3/CHURNING THE EARNINGS The U.S. earnings recovery that investors had been hoping for after a lukewarm first half of the year is so far coming to pass, but a number of major tests are still to come. With over 300 companies now reported, S&P 500 earnings are estimated to be up 5% year-on-year with about 80% of firms coming in with forecast-beating numbers. Heavy hitters next week include eBay (NASDAQ:EBAY) and D.R. Horton on Tuesday and Walt Disney (NYSE:DIS) and Biogen (NASDAQ:BIIB) on Wednesday. Later in the month, investors get to size up some of the major U.S. retailers as well as the big winner of this year's AI frenzy, Nvidia.

In Europe it's all about the money and the metal, with UBS on Tuesday, Commerzbank (ETR:CBKG) and ABN Amro on Wednesday, steel giant Arcelor Mittal on Thursday and insurance heavyweight Allianz (ETR:ALVG) on Friday.

4/ONE MONTH IN

Next week marks a month since the deadly attack by Hamas in Israel triggered the worst escalation of the long-running Middle East conflict in decades.

Israeli forces have pushed into Gaza City in the north of the Gaza Strip, but are facing resistance from militant hit-and-run attacks from underground tunnels. Gaza health authorities say the Palestinian death toll now exceeds 9,000.

For those in the financial markets watching nervously it is a crucial moment. Safe-haven gold has surged almost 10% since the troubles ignited but the initial spike in oil prices, triggered by fears Iran could be drawn into the crisis, has fully subsided and even Israel's shekel has started to bounce.

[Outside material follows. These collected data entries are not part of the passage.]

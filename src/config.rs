//! Configuration for the step counter agent.

use crate::sensor::{SensorDelay, SimulationConfig};
use serde::{Deserialize, Serialize};
use std::path::PathBuf;
use std::time::Duration;

/// Main configuration for the agent.
#[derive(Debug, Clone, Serialize, Deserialize)]
pub struct Config {
    /// Sampling period requested from the step counter
    pub sensor_delay: SensorDelay,

    /// How long the hardware may batch samples before reporting
    #[serde(with = "duration_serde")]
    pub max_report_latency: Duration,

    /// Expected step counter events per second, used to pace flushes
    pub sample_rate_hint: i32,

    /// Path for the persisted offset
    pub data_path: PathBuf,

    /// Parameters of the bundled simulated sensor
    pub simulation: SimulationConfig,
}

impl Default for Config {
    fn default() -> Self {
        let data_dir = dirs::data_local_dir()
            .unwrap_or_else(|| PathBuf::from("."))
            .join("step-counter-agent");

        Self {
            sensor_delay: SensorDelay::Normal,
            max_report_latency: Duration::from_secs(10),
            sample_rate_hint: 10,
            data_path: data_dir,
            simulation: SimulationConfig::default(),
        }
    }
}

impl Config {
    /// Load configuration from the default location.
    pub fn load() -> Result<Self, ConfigError> {
        let config_path = Self::config_path();

        if config_path.exists() {
            let content = std::fs::read_to_string(&config_path)?;
            let config: Config = serde_json::from_str(&content)
                .map_err(|e| ConfigError::Parse(e.to_string()))?;
            Ok(config)
        } else {
            Ok(Self::default())
        }
    }

    /// Save configuration to the default location.
    pub fn save(&self) -> Result<(), ConfigError> {
        let config_path = Self::config_path();

        if let Some(parent) = config_path.parent() {
            std::fs::create_dir_all(parent)?;
        }

        let content = serde_json::to_string_pretty(self)
            .map_err(|e| ConfigError::Serialize(e.to_string()))?;
        std::fs::write(&config_path, content)?;

        Ok(())
    }

    /// Get the path to the configuration file.
    pub fn config_path() -> PathBuf {
        dirs::config_dir()
            .unwrap_or_else(|| PathBuf::from("."))
            .join("step-counter-agent")
            .join("config.json")
    }

    /// Ensure all required directories exist.
    pub fn ensure_directories(&self) -> Result<(), ConfigError> {
        std::fs::create_dir_all(&self.data_path)?;
        Ok(())
    }
}

/// Configuration errors.
#[derive(Debug, thiserror::Error)]
pub enum ConfigError {
    #[error("IO error: {0}")]
    Io(#[from] std::io::Error),

    #[error("Parse error: {0}")]
    Parse(String),

    #[error("Serialize error: {0}")]
    Serialize(String),
}

/// Serde support for Duration.
mod duration_serde {
    use serde::{Deserialize, Deserializer, Serialize, Serializer};
    use std::time::Duration;

    pub fn serialize<S>(duration: &Duration, serializer: S) -> Result<S::Ok, S::Error>
    where
        S: Serializer,
    {
        duration.as_secs().serialize(serializer)
    }

    pub fn deserialize<'de, D>(deserializer: D) -> Result<Duration, D::Error>
    where
        D: Deserializer<'de>,
    {
        let secs = u64::deserialize(deserializer)?;
        Ok(Duration::from_secs(secs))
    }
}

The situation could quickly spiral again, though. An increasing number of countries are calling for a pause in hostilities, Hezbollah is agitating, while U.S. Secretary of State Antony Blinken is visiting Israel, Jordan and other countries in the region in the coming days for a new round of diplomatic talks.

© Reuters. FILE PHOTO: The U.S. Federal Reserve building in Washington, D.C./File Photo

5/RACE DAY RATE HIKE

The famous Melbourne Cup horse race runs on Tuesday, but some of the shortest odds are on an Aussie central bank rate hike over in Sydney that day. Following a hotter-than-expected third-quarter inflation print, where the RBA's preferred measure of core inflation rose to 1.2%, markets price a near 60% chance of a quarter point hike. All of the "Big Four" Australian banks forecast a hike, too, including Westpac where newly-installed chief economist Luci Ellis was until recently assistant governor at the RBA. Indeed futures imply a real risk that the 4.1% cash rate could be raised twice to 4.60% and kept there for all of 2024. Three-year and 10-year Australian government bond yields have hit their highest since 2011, though backed off slightly on the Fed's hold. The Australian dollar has also rallied strongly against its New Zealand counterpart as rate expectations diverge.